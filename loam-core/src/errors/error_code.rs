//! LoamErrorCode trait for the embedding boundary.

/// Trait for converting Loam errors to stable boundary error codes.
/// Every error enum implements this so host applications get a
/// structured code string alongside the human-readable message.
pub trait LoamErrorCode {
    /// Returns the boundary error code string (e.g., "STORAGE_ERROR").
    fn error_code(&self) -> &'static str;

    /// Returns the formatted boundary string: `[ERROR_CODE] message`.
    fn code_string(&self) -> String
    where
        Self: std::fmt::Display,
    {
        format!("[{}] {}", self.error_code(), self)
    }
}

// Error code constants for the embedding boundary.
pub const STORAGE_ERROR: &str = "STORAGE_ERROR";
pub const DB_BUSY: &str = "DB_BUSY";
pub const DB_CORRUPT: &str = "DB_CORRUPT";
pub const MIGRATION_FAILED: &str = "MIGRATION_FAILED";
pub const IO_ERROR: &str = "IO_ERROR";
pub const INVALID_IDENTIFIER: &str = "INVALID_IDENTIFIER";
pub const FIELD_ERROR: &str = "FIELD_ERROR";
pub const UNKNOWN_TYPE: &str = "UNKNOWN_TYPE";
pub const MISSING_SETTINGS: &str = "MISSING_SETTINGS";
pub const FIELD_NOT_FOUND: &str = "FIELD_NOT_FOUND";
pub const INVALID_HANDLE: &str = "INVALID_HANDLE";
pub const CONFIG_ERROR: &str = "CONFIG_ERROR";
//! tbl_fields base-table queries.

use loam_core::errors::StorageError;
use loam_core::types::{FieldChanges, FieldLocation, FieldQuery, FieldRow, NewField};
use rusqlite::types::Value as SqlValue;
use rusqlite::{params, params_from_iter, Connection, Row};

fn row_to_field(row: &Row<'_>) -> rusqlite::Result<FieldRow> {
    let location: String = row.get(4)?;
    Ok(FieldRow {
        id: row.get(0)?,
        field_type: row.get(1)?,
        parent_section: row.get(2)?,
        element_name: row.get(3)?,
        location: FieldLocation::parse(&location).unwrap_or_default(),
        sortorder: row.get(5)?,
        show_column: row.get::<_, i64>(6)? != 0,
    })
}

const SELECT_COLUMNS: &str =
    "id, type, parent_section, element_name, location, sortorder, show_column";

/// Next sortorder: max(existing)+1, or 1 when the table is empty.
pub fn next_sortorder(conn: &Connection) -> Result<i64, StorageError> {
    conn.query_row(
        "SELECT COALESCE(MAX(sortorder), 0) + 1 FROM tbl_fields",
        [],
        |row| row.get(0),
    )
    .map_err(StorageError::from_sqlite)
}

/// Insert a field definition row and return its new id.
pub fn insert(
    conn: &Connection,
    new: &NewField,
    sortorder: i64,
    show_column: bool,
) -> Result<i64, StorageError> {
    conn.execute(
        "INSERT INTO tbl_fields (type, parent_section, element_name, location, sortorder, show_column)
         VALUES (?1, ?2, ?3, ?4, ?5, ?6)",
        params![
            new.field_type,
            new.parent_section,
            new.element_name,
            new.location.as_str(),
            sortorder,
            show_column as i64,
        ],
    )
    .map_err(StorageError::from_sqlite)?;
    Ok(conn.last_insert_rowid())
}

/// Get a single field row by id.
pub fn get(conn: &Connection, id: i64) -> Result<Option<FieldRow>, StorageError> {
    let mut stmt = conn
        .prepare_cached(&format!(
            "SELECT {SELECT_COLUMNS} FROM tbl_fields WHERE id = ?1"
        ))
        .map_err(StorageError::from_sqlite)?;

    let mut rows = stmt
        .query_map(params![id], row_to_field)
        .map_err(StorageError::from_sqlite)?;

    match rows.next() {
        Some(Ok(row)) => Ok(Some(row)),
        Some(Err(e)) => Err(StorageError::from_sqlite(e)),
        None => Ok(None),
    }
}

/// Partial update by id. Returns whether any row changed; an empty change
/// set is a no-op returning false.
pub fn update(conn: &Connection, id: i64, changes: &FieldChanges) -> Result<bool, StorageError> {
    let mut sets: Vec<&str> = Vec::new();
    let mut values: Vec<SqlValue> = Vec::new();

    if let Some(field_type) = &changes.field_type {
        sets.push("type = ?");
        values.push(SqlValue::Text(field_type.clone()));
    }
    if let Some(section) = changes.parent_section {
        sets.push("parent_section = ?");
        values.push(SqlValue::Integer(section));
    }
    if let Some(element_name) = &changes.element_name {
        sets.push("element_name = ?");
        values.push(SqlValue::Text(element_name.clone()));
    }
    if let Some(location) = changes.location {
        sets.push("location = ?");
        values.push(SqlValue::Text(location.as_str().to_string()));
    }
    if let Some(sortorder) = changes.sortorder {
        sets.push("sortorder = ?");
        values.push(SqlValue::Integer(sortorder));
    }
    if let Some(show_column) = changes.show_column {
        sets.push("show_column = ?");
        values.push(SqlValue::Integer(show_column as i64));
    }

    if sets.is_empty() {
        return Ok(false);
    }

    values.push(SqlValue::Integer(id));
    let sql = format!("UPDATE tbl_fields SET {} WHERE id = ?", sets.join(", "));
    let changed = conn
        .execute(&sql, params_from_iter(values))
        .map_err(StorageError::from_sqlite)?;
    Ok(changed > 0)
}

/// Delete the base row. Returns the number of rows removed.
pub fn delete_row(conn: &Connection, id: i64) -> Result<usize, StorageError> {
    conn.execute("DELETE FROM tbl_fields WHERE id = ?1", params![id])
        .map_err(StorageError::from_sqlite)
}

/// Select field rows matching the query's composed predicates. The id set,
/// section, type, and location predicates are bound; the free-form WHERE
/// fragment and ORDER BY expression are interpolated as-is.
pub fn select(conn: &Connection, query: &FieldQuery) -> Result<Vec<FieldRow>, StorageError> {
    let mut sql = format!("SELECT {SELECT_COLUMNS} FROM tbl_fields WHERE 1=1");
    let mut values: Vec<SqlValue> = Vec::new();

    if !query.ids.is_empty() {
        let marks = vec!["?"; query.ids.len()].join(", ");
        sql.push_str(&format!(" AND id IN ({marks})"));
        values.extend(query.ids.iter().map(|&id| SqlValue::Integer(id)));
    }
    if let Some(section) = query.section {
        sql.push_str(" AND parent_section = ?");
        values.push(SqlValue::Integer(section));
    }
    if let Some(field_type) = &query.field_type {
        sql.push_str(" AND type = ?");
        values.push(SqlValue::Text(field_type.clone()));
    }
    if let Some(location) = query.location {
        sql.push_str(" AND location = ?");
        values.push(SqlValue::Text(location.as_str().to_string()));
    }
    if let Some(fragment) = &query.where_fragment {
        sql.push_str(" AND (");
        sql.push_str(fragment);
        sql.push(')');
    }
    sql.push_str(" ORDER BY ");
    sql.push_str(query.order_by.as_deref().unwrap_or("sortorder ASC"));

    // Dynamic SQL; not worth the prepared-statement cache.
    let mut stmt = conn.prepare(&sql).map_err(StorageError::from_sqlite)?;
    let rows = stmt
        .query_map(params_from_iter(values), row_to_field)
        .map_err(StorageError::from_sqlite)?;

    let mut result = Vec::new();
    for row in rows {
        result.push(row.map_err(StorageError::from_sqlite)?);
    }
    Ok(result)
}
//! Error types for every Loam subsystem.

pub mod config_error;
pub mod error_code;
pub mod field_error;
pub mod storage_error;

pub use config_error::ConfigError;
pub use error_code::LoamErrorCode;
pub use field_error::FieldError;
pub use storage_error::StorageError;
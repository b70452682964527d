//! Builtin field types.
//!
//! These exist to give the registry and resolver real entries; a full CMS
//! would ship many more and plugins would register their own.

use serde_json::Value;

use super::registry::FieldRegistry;
use super::{FieldType, SettingColumn, SettingKind, SettingsMap};

pub fn register_input(registry: &mut FieldRegistry) {
    registry.register("input", || Box::new(InputField::default()));
}

pub fn register_checkbox(registry: &mut FieldRegistry) {
    registry.register("checkbox", || Box::new(CheckboxField::default()));
}

pub fn register_textarea(registry: &mut FieldRegistry) {
    registry.register("textarea", || Box::new(TextareaField::default()));
}

/// Single-line text input with an optional validation rule.
#[derive(Debug, Clone, Default)]
pub struct InputField {
    validator: Option<String>,
}

const INPUT_COLUMNS: &[SettingColumn] = &[SettingColumn {
    name: "validator",
    kind: SettingKind::Text,
}];

impl FieldType for InputField {
    fn handle(&self) -> &'static str {
        "input"
    }

    fn settings_columns(&self) -> &'static [SettingColumn] {
        INPUT_COLUMNS
    }

    fn settings(&self) -> SettingsMap {
        let mut map = SettingsMap::new();
        if let Some(validator) = &self.validator {
            map.insert("validator".into(), Value::String(validator.clone()));
        }
        map
    }

    fn apply_settings(&mut self, row: &SettingsMap) {
        if let Some(v) = row.get("validator") {
            self.validator = v.as_str().map(str::to_string);
        }
    }

    fn can_filter(&self) -> bool {
        true
    }
}

/// Boolean checkbox with a default state and a long description.
#[derive(Debug, Clone)]
pub struct CheckboxField {
    default_state: bool,
    description: Option<String>,
}

impl Default for CheckboxField {
    fn default() -> Self {
        Self {
            default_state: false,
            description: None,
        }
    }
}

const CHECKBOX_COLUMNS: &[SettingColumn] = &[
    SettingColumn {
        name: "default_state",
        kind: SettingKind::Flag,
    },
    SettingColumn {
        name: "description",
        kind: SettingKind::Text,
    },
];

impl FieldType for CheckboxField {
    fn handle(&self) -> &'static str {
        "checkbox"
    }

    fn settings_columns(&self) -> &'static [SettingColumn] {
        CHECKBOX_COLUMNS
    }

    fn settings(&self) -> SettingsMap {
        let mut map = SettingsMap::new();
        map.insert("default_state".into(), Value::Bool(self.default_state));
        if let Some(description) = &self.description {
            map.insert("description".into(), Value::String(description.clone()));
        }
        map
    }

    fn apply_settings(&mut self, row: &SettingsMap) {
        if let Some(v) = row.get("default_state") {
            self.default_state = v.as_bool().unwrap_or(false);
        }
        if let Some(v) = row.get("description") {
            self.description = v.as_str().map(str::to_string);
        }
    }

    fn can_toggle(&self) -> bool {
        true
    }

    fn can_filter(&self) -> bool {
        true
    }
}

/// Multi-line text area with a row count and an optional text formatter.
#[derive(Debug, Clone)]
pub struct TextareaField {
    size: i64,
    formatter: Option<String>,
}

impl Default for TextareaField {
    fn default() -> Self {
        Self {
            size: 15,
            formatter: None,
        }
    }
}

const TEXTAREA_COLUMNS: &[SettingColumn] = &[
    SettingColumn {
        name: "size",
        kind: SettingKind::Integer,
    },
    SettingColumn {
        name: "formatter",
        kind: SettingKind::Text,
    },
];

impl FieldType for TextareaField {
    fn handle(&self) -> &'static str {
        "textarea"
    }

    fn settings_columns(&self) -> &'static [SettingColumn] {
        TEXTAREA_COLUMNS
    }

    fn settings(&self) -> SettingsMap {
        let mut map = SettingsMap::new();
        map.insert("size".into(), Value::from(self.size));
        if let Some(formatter) = &self.formatter {
            map.insert("formatter".into(), Value::String(formatter.clone()));
        }
        map
    }

    fn apply_settings(&mut self, row: &SettingsMap) {
        if let Some(v) = row.get("size") {
            if let Some(size) = v.as_i64() {
                self.size = size;
            }
        }
        if let Some(v) = row.get("formatter") {
            self.formatter = v.as_str().map(str::to_string);
        }
    }
}
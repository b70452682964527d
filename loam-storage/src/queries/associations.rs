//! tbl_sections_association queries.

use loam_core::errors::StorageError;
use rusqlite::{params, Connection};

/// A section association row: a link between two sections established
/// through a pair of fields.
#[derive(Debug, Clone)]
pub struct AssociationRow {
    pub parent_section_id: i64,
    pub parent_section_field_id: i64,
    pub child_section_id: i64,
    pub child_section_field_id: i64,
    pub hide_association: bool,
}

/// Insert an association row and return its id.
pub fn insert(conn: &Connection, row: &AssociationRow) -> Result<i64, StorageError> {
    conn.execute(
        "INSERT INTO tbl_sections_association
             (parent_section_id, parent_section_field_id,
              child_section_id, child_section_field_id, hide_association)
         VALUES (?1, ?2, ?3, ?4, ?5)",
        params![
            row.parent_section_id,
            row.parent_section_field_id,
            row.child_section_id,
            row.child_section_field_id,
            row.hide_association as i64,
        ],
    )
    .map_err(StorageError::from_sqlite)?;
    Ok(conn.last_insert_rowid())
}

/// Remove every association referencing a field, on either side of the
/// link. Returns the number of rows removed.
pub fn delete_for_field(conn: &Connection, field_id: i64) -> Result<usize, StorageError> {
    conn.execute(
        "DELETE FROM tbl_sections_association
         WHERE parent_section_field_id = ?1 OR child_section_field_id = ?1",
        params![field_id],
    )
    .map_err(StorageError::from_sqlite)
}

/// Count associations referencing a field.
pub fn count_for_field(conn: &Connection, field_id: i64) -> Result<i64, StorageError> {
    conn.query_row(
        "SELECT COUNT(*) FROM tbl_sections_association
         WHERE parent_section_field_id = ?1 OR child_section_field_id = ?1",
        params![field_id],
        |row| row.get(0),
    )
    .map_err(StorageError::from_sqlite)
}
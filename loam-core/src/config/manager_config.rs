//! Field manager configuration.

use std::path::{Path, PathBuf};

use serde::{Deserialize, Serialize};

use crate::errors::ConfigError;

/// Configuration for the field manager: directory layout, enabled plugins,
/// and the database location.
#[derive(Debug, Clone, Serialize, Deserialize, Default)]
#[serde(default)]
pub struct ManagerConfig {
    /// Core field-type manifest directory. Default: "fields".
    pub fields_dir: Option<PathBuf>,
    /// Root directory holding plugins. Default: "plugins". Each plugin
    /// keeps its own manifests under `{plugin}/fields/`.
    pub plugins_dir: Option<PathBuf>,
    /// Plugins whose field types participate in discovery.
    #[serde(default)]
    pub enabled_plugins: Vec<String>,
    /// SQLite database path. Default: "loam.db".
    pub database: Option<PathBuf>,
}

impl ManagerConfig {
    /// Load a configuration from a TOML file.
    pub fn load(path: &Path) -> Result<Self, ConfigError> {
        let raw = std::fs::read_to_string(path).map_err(|e| {
            if e.kind() == std::io::ErrorKind::NotFound {
                ConfigError::FileNotFound {
                    path: path.display().to_string(),
                }
            } else {
                ConfigError::ReadError {
                    path: path.display().to_string(),
                    message: e.to_string(),
                }
            }
        })?;
        toml::from_str(&raw).map_err(|e| ConfigError::ParseError {
            path: path.display().to_string(),
            message: e.to_string(),
        })
    }

    /// Returns the effective core fields directory, defaulting to "fields".
    pub fn effective_fields_dir(&self) -> PathBuf {
        self.fields_dir.clone().unwrap_or_else(|| "fields".into())
    }

    /// Returns the effective plugins directory, defaulting to "plugins".
    pub fn effective_plugins_dir(&self) -> PathBuf {
        self.plugins_dir.clone().unwrap_or_else(|| "plugins".into())
    }

    /// Returns the effective database path, defaulting to "loam.db".
    pub fn effective_database(&self) -> PathBuf {
        self.database.clone().unwrap_or_else(|| "loam.db".into())
    }

    /// The manifest path at which a missing field type was expected. Used
    /// in error messages.
    pub fn expected_manifest(&self, handle: &str) -> String {
        self.effective_fields_dir()
            .join(format!("field.{handle}.toml"))
            .display()
            .to_string()
    }
}
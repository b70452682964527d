//! loam-storage: SQLite persistence for the Loam field engine
//!
//! - Connection: pragma-configured SQLite connections
//! - Migrations: PRAGMA user_version driven schema setup
//! - Queries: one module per table or table family
//! - Manager: the `FieldManager` mediating all field CRUD, with a
//!   two-tier instance cache (type exemplars + hydrated fields by id)

pub mod connection;
pub mod manager;
pub mod migrations;
pub mod queries;

pub use manager::FieldManager;
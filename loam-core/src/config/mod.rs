//! Manager configuration.

pub mod manager_config;

pub use manager_config::ManagerConfig;
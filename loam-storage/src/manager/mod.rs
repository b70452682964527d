//! The field manager.
//!
//! Mediates all CRUD against the field schema and carries the two-tier
//! instance cache: an exemplar pool keyed by type handle (fresh instances
//! are clones of a pooled prototype, so construction cost is paid once per
//! type) and a hydrated cache keyed by field id (repeated fetches of the
//! same field return the same instance). Both caches live on the manager
//! itself; there is no global state.

use std::collections::BTreeMap;
use std::sync::Arc;

use loam_core::config::ManagerConfig;
use loam_core::discovery;
use loam_core::errors::{FieldError, StorageError};
use loam_core::field::{is_valid_handle, Field, FieldRegistry, FieldType, Resolver};
use loam_core::types::{FieldChanges, FieldQuery, FieldRow, NewField, Restriction};
use moka::sync::Cache;
use rusqlite::Connection;
use rustc_hash::FxHashMap;

use crate::connection;
use crate::queries::{associations, entry_data, fields, settings};

const HYDRATED_CACHE_CAPACITY: u64 = 4096;

pub struct FieldManager {
    conn: Connection,
    config: ManagerConfig,
    registry: FieldRegistry,
    resolver: Resolver,
    exemplars: FxHashMap<String, Box<dyn FieldType>>,
    hydrated: Cache<i64, Arc<Field>>,
}

impl FieldManager {
    /// Open the configured database and build a manager around it.
    pub fn open(config: ManagerConfig) -> Result<Self, FieldError> {
        let conn = connection::open(&config.effective_database())?;
        Ok(Self::with_connection(conn, config))
    }

    /// Build a manager on an in-memory database.
    pub fn in_memory(config: ManagerConfig) -> Result<Self, FieldError> {
        let conn = connection::open_in_memory()?;
        Ok(Self::with_connection(conn, config))
    }

    /// Build a manager around an already-migrated connection.
    pub fn with_connection(conn: Connection, config: ManagerConfig) -> Self {
        Self {
            conn,
            config,
            registry: FieldRegistry::new(),
            resolver: Resolver::builtin(),
            exemplars: FxHashMap::default(),
            hydrated: Cache::new(HYDRATED_CACHE_CAPACITY),
        }
    }

    pub fn connection(&self) -> &Connection {
        &self.conn
    }

    /// The registry, for explicit plugin type registration.
    pub fn registry_mut(&mut self) -> &mut FieldRegistry {
        &mut self.registry
    }

    /// The name resolver, for plugin alias registration.
    pub fn resolver_mut(&mut self) -> &mut Resolver {
        &mut self.resolver
    }

    /// Resolve a type handle to a fresh field instance.
    ///
    /// The type is looked up in the registry, falling back to the name
    /// resolver for lazy, at-most-once registration; alias names continue
    /// under the canonical handle the resolver reports. The instance is a
    /// clone of a pooled exemplar, so callers get independent mutable
    /// values while construction runs once per type.
    pub fn create(&mut self, handle: &str) -> Result<Field, FieldError> {
        if !is_valid_handle(handle) {
            return Err(FieldError::InvalidHandle {
                handle: handle.to_string(),
            });
        }

        let imp = match self.exemplars.get(handle) {
            Some(imp) => imp.clone(),
            None => {
                if !self.registry.contains(handle) {
                    if let Some(canonical) = self.resolver.resolve(handle, &mut self.registry) {
                        if canonical != handle {
                            return self.create(&canonical);
                        }
                    }
                }
                let imp = self.registry.instantiate(handle).ok_or_else(|| {
                    FieldError::UnknownType {
                        handle: handle.to_string(),
                        expected: self.config.expected_manifest(handle),
                    }
                })?;
                self.exemplars.insert(handle.to_string(), imp.clone());
                imp
            }
        };

        Ok(Field::from_exemplar(imp))
    }

    /// Persist a new field definition and return its id.
    ///
    /// Assigns sortorder when absent (max+1, 1 on an empty table), derives
    /// `show_column` from the type's capability default when absent, writes
    /// the base row, the settings row (type defaults merged with the
    /// caller's overrides), and creates the entry-data table.
    pub fn add(&mut self, new: &NewField) -> Result<i64, FieldError> {
        let mut field = self.create(&new.field_type)?;
        field.apply_settings(&new.settings);
        let show_column = new.show_column.unwrap_or(field.row.show_column);
        let columns = field.settings_columns();

        let tx = self
            .conn
            .transaction()
            .map_err(StorageError::from_sqlite)?;

        let sortorder = match new.sortorder {
            Some(sortorder) => sortorder,
            None => fields::next_sortorder(&tx)?,
        };

        let id = fields::insert(&tx, new, sortorder, show_column)?;
        settings::ensure_table(&tx, &new.field_type, columns)?;
        settings::upsert(&tx, &new.field_type, columns, id, &field.settings())?;

        field.row.id = id;
        entry_data::create_table(&tx, &field)?;

        tx.commit().map_err(StorageError::from_sqlite)?;
        tracing::info!(id, field_type = %new.field_type, "added field");
        Ok(id)
    }

    /// Partial update by id. Base columns are updated in place; settings
    /// changes are merged into the existing settings row. Changing the
    /// type moves the settings row into the new type's table (old values
    /// do not carry across schemas). Returns whether anything was written.
    pub fn edit(&mut self, id: i64, changes: &FieldChanges) -> Result<bool, FieldError> {
        // Resolve the type before the transaction borrows the connection.
        // A type change touches the settings tables even when the change
        // set carries no settings, to keep one settings row per field.
        let prepared = if changes.field_type.is_none() && changes.settings.is_empty() {
            None
        } else {
            let row = fields::get(&self.conn, id)?.ok_or(FieldError::NotFound { id })?;
            let field_type = changes
                .field_type
                .clone()
                .unwrap_or_else(|| row.field_type.clone());
            let field = self.create(&field_type)?;
            Some((row, field_type, field))
        };

        let tx = self
            .conn
            .transaction()
            .map_err(StorageError::from_sqlite)?;

        let base_changed = fields::update(&tx, id, changes)?;
        let mut settings_written = false;

        if let Some((row, field_type, mut field)) = prepared {
            let columns = field.settings_columns();
            if field_type == row.field_type {
                let existing = settings::select_for(&tx, &row.field_type, columns, &[id])?;
                if let Some(current) = existing.get(&id) {
                    field.apply_settings(current);
                }
            } else {
                settings::delete_row(&tx, &row.field_type, id)?;
            }
            field.apply_settings(&changes.settings);
            settings::ensure_table(&tx, &field_type, columns)?;
            settings::upsert(&tx, &field_type, columns, id, &field.settings())?;
            settings_written = true;
        }

        tx.commit().map_err(StorageError::from_sqlite)?;
        self.hydrated.invalidate(&id);
        Ok(base_changed || settings_written)
    }

    /// Destroy a field definition.
    ///
    /// The field is hydrated first (absence is an error from the lookup
    /// step, not a silent no-op), its type teardown hook runs, and then the
    /// settings row, association rows, base row, and entry-data table are
    /// removed. All destructive steps share one transaction.
    pub fn delete(&mut self, id: i64) -> Result<(), FieldError> {
        let field = self
            .fetch_one(id)?
            .ok_or(FieldError::NotFound { id })?;
        let handle = field.row.field_type.clone();

        let tx = self
            .conn
            .transaction()
            .map_err(StorageError::from_sqlite)?;

        field.tear_down(&tx)?;
        settings::delete_row(&tx, &handle, id)?;
        associations::delete_for_field(&tx, id)?;
        fields::delete_row(&tx, id)?;
        entry_data::drop_table(&tx, id)?;

        tx.commit().map_err(StorageError::from_sqlite)?;
        self.hydrated.invalidate(&id);
        tracing::info!(id, field_type = %handle, "deleted field");
        Ok(())
    }

    /// Fetch fields matching a query, keyed by id.
    ///
    /// Already-hydrated ids are served from cache without touching storage.
    /// The remainder is resolved with one base-table query, then one
    /// settings query per distinct type, then hydration through the
    /// exemplar pool. The capability restriction applies after hydration,
    /// to cached and fresh instances alike. Unresolvable ids are silently
    /// omitted.
    pub fn fetch(&mut self, query: &FieldQuery) -> Result<BTreeMap<i64, Arc<Field>>, FieldError> {
        let mut out: BTreeMap<i64, Arc<Field>> = BTreeMap::new();

        let rows: Vec<FieldRow> = if query.ids.is_empty() {
            let mut uncached = Vec::new();
            for row in fields::select(&self.conn, query)? {
                match self.hydrated.get(&row.id) {
                    Some(field) => {
                        out.insert(row.id, field);
                    }
                    None => uncached.push(row),
                }
            }
            uncached
        } else {
            let mut remaining = Vec::new();
            for &id in &query.ids {
                match self.hydrated.get(&id) {
                    Some(field) => {
                        out.insert(id, field);
                    }
                    None => remaining.push(id),
                }
            }
            if remaining.is_empty() {
                Vec::new()
            } else {
                let narrowed = FieldQuery {
                    ids: remaining,
                    ..query.clone()
                };
                fields::select(&self.conn, &narrowed)?
            }
        };

        // Group by type so settings load with one query per distinct type
        // instead of one per row.
        let mut by_type: FxHashMap<String, Vec<FieldRow>> = FxHashMap::default();
        for row in rows {
            by_type.entry(row.field_type.clone()).or_default().push(row);
        }

        for (handle, rows) in by_type {
            let exemplar = self.create(&handle)?;
            let columns = exemplar.settings_columns();
            let ids: Vec<i64> = rows.iter().map(|row| row.id).collect();
            let settings_rows = settings::select_for(&self.conn, &handle, columns, &ids)?;
            tracing::debug!(field_type = %handle, count = rows.len(), "hydrating fields");

            for row in rows {
                let settings_row =
                    settings_rows
                        .get(&row.id)
                        .ok_or_else(|| FieldError::MissingSettings {
                            id: row.id,
                            handle: handle.clone(),
                        })?;
                let mut field = self.create(&handle)?;
                field.apply_settings(settings_row);
                field.row = row;

                let id = field.row.id;
                let field = Arc::new(field);
                self.hydrated.insert(id, field.clone());
                out.insert(id, field);
            }
        }

        match query.restriction {
            Restriction::All => {}
            Restriction::ToggleableOnly => out.retain(|_, field| field.can_toggle()),
            Restriction::FilterableOnly => out.retain(|_, field| field.can_filter()),
        }

        Ok(out)
    }

    /// Fetch a single field by id. Repeated calls return the same cached
    /// instance until it is invalidated by `edit` or `delete`.
    pub fn fetch_one(&mut self, id: i64) -> Result<Option<Arc<Field>>, FieldError> {
        let mut map = self.fetch(&FieldQuery::by_id(id))?;
        Ok(map.remove(&id))
    }

    /// Discover available field type handles from the core fields directory
    /// and every enabled plugin.
    pub fn list_all(&self) -> Vec<String> {
        discovery::list_types(&self.config)
    }
}
//! PRAGMA configuration applied to every SQLite connection.
//!
//! WAL mode, NORMAL sync, 64MB page cache, 5s busy_timeout,
//! foreign_keys ON, temp_store MEMORY.

use loam_core::errors::StorageError;
use rusqlite::Connection;

/// Apply all performance and safety pragmas to a connection.
pub fn apply_pragmas(conn: &Connection) -> Result<(), StorageError> {
    conn.execute_batch(
        "
        PRAGMA journal_mode = WAL;
        PRAGMA synchronous = NORMAL;
        PRAGMA foreign_keys = ON;
        PRAGMA cache_size = -64000;
        PRAGMA busy_timeout = 5000;
        PRAGMA temp_store = MEMORY;
        ",
    )
    .map_err(|e| StorageError::SqliteError {
        message: format!("failed to apply pragmas: {e}"),
    })
}

/// Verify that WAL mode is active. In-memory databases report "memory".
pub fn verify_wal_mode(conn: &Connection) -> Result<bool, StorageError> {
    let mode: String = conn
        .pragma_query_value(None, "journal_mode", |row| row.get(0))
        .map_err(StorageError::from_sqlite)?;
    Ok(mode.eq_ignore_ascii_case("wal"))
}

What you should do:
Check each line above for the word "Serialize" and copy every line that has it.

Exercise answer:
use serde::{Deserialize, Serialize};
#[derive(Debug, Clone, Serialize, Deserialize, Default)]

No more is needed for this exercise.